Input material:
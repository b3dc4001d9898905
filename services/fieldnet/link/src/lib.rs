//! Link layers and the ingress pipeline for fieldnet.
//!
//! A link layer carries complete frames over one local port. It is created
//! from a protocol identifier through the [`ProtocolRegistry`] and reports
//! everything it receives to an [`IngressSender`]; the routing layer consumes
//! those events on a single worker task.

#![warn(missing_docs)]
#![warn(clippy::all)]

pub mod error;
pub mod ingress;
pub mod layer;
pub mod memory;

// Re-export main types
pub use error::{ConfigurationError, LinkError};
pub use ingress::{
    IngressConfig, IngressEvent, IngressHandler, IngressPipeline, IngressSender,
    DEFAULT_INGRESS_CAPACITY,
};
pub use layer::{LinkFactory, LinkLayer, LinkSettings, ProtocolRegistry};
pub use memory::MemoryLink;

--

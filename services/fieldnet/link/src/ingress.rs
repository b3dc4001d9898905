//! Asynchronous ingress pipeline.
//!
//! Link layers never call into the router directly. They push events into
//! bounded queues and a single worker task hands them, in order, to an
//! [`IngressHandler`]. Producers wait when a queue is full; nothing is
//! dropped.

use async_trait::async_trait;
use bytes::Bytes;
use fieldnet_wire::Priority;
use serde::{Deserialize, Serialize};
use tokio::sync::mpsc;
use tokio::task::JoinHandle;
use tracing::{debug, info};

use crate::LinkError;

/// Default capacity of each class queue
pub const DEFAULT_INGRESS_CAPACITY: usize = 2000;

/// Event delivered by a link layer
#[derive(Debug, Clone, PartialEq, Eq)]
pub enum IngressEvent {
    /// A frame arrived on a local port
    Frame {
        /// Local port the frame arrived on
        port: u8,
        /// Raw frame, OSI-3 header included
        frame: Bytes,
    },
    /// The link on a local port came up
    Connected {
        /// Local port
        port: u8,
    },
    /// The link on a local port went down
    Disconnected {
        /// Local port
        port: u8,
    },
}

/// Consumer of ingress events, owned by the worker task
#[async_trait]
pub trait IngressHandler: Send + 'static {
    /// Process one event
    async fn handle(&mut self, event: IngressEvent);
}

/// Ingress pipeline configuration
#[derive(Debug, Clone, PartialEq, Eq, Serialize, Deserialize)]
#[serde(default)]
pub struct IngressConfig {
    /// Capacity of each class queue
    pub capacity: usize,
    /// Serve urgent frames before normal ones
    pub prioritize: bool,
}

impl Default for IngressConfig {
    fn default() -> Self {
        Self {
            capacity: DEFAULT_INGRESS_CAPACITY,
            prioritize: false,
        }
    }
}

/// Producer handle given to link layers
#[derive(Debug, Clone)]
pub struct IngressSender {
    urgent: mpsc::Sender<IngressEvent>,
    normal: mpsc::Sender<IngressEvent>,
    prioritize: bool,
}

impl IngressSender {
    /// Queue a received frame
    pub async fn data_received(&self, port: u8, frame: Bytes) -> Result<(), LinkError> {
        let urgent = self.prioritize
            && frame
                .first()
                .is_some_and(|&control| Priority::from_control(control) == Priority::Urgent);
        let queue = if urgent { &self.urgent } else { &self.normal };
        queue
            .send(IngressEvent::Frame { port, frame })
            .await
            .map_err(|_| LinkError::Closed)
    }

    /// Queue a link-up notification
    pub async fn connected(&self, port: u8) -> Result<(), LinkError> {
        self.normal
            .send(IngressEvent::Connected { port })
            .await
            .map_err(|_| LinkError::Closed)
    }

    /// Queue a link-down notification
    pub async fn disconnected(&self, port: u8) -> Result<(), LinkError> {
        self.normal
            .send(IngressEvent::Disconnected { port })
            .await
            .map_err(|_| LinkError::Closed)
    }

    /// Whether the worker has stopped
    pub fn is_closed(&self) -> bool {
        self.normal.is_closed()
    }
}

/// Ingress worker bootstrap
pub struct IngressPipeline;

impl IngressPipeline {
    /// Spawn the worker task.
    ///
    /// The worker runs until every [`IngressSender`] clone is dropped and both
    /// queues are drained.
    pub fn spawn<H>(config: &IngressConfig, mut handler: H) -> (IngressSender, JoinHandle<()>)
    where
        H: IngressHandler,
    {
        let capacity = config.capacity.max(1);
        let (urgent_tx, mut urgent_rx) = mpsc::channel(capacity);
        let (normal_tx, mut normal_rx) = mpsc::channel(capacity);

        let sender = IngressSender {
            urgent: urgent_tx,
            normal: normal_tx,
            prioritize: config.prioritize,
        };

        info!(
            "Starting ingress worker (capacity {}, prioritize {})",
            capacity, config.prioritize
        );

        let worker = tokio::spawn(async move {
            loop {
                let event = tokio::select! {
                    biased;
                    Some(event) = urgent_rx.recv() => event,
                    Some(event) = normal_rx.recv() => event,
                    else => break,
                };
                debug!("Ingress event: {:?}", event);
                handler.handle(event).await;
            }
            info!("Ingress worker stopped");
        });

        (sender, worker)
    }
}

What the exercise asks: Go through the material above and count the lines that include "derive". Give the number alone.

Task solution: 3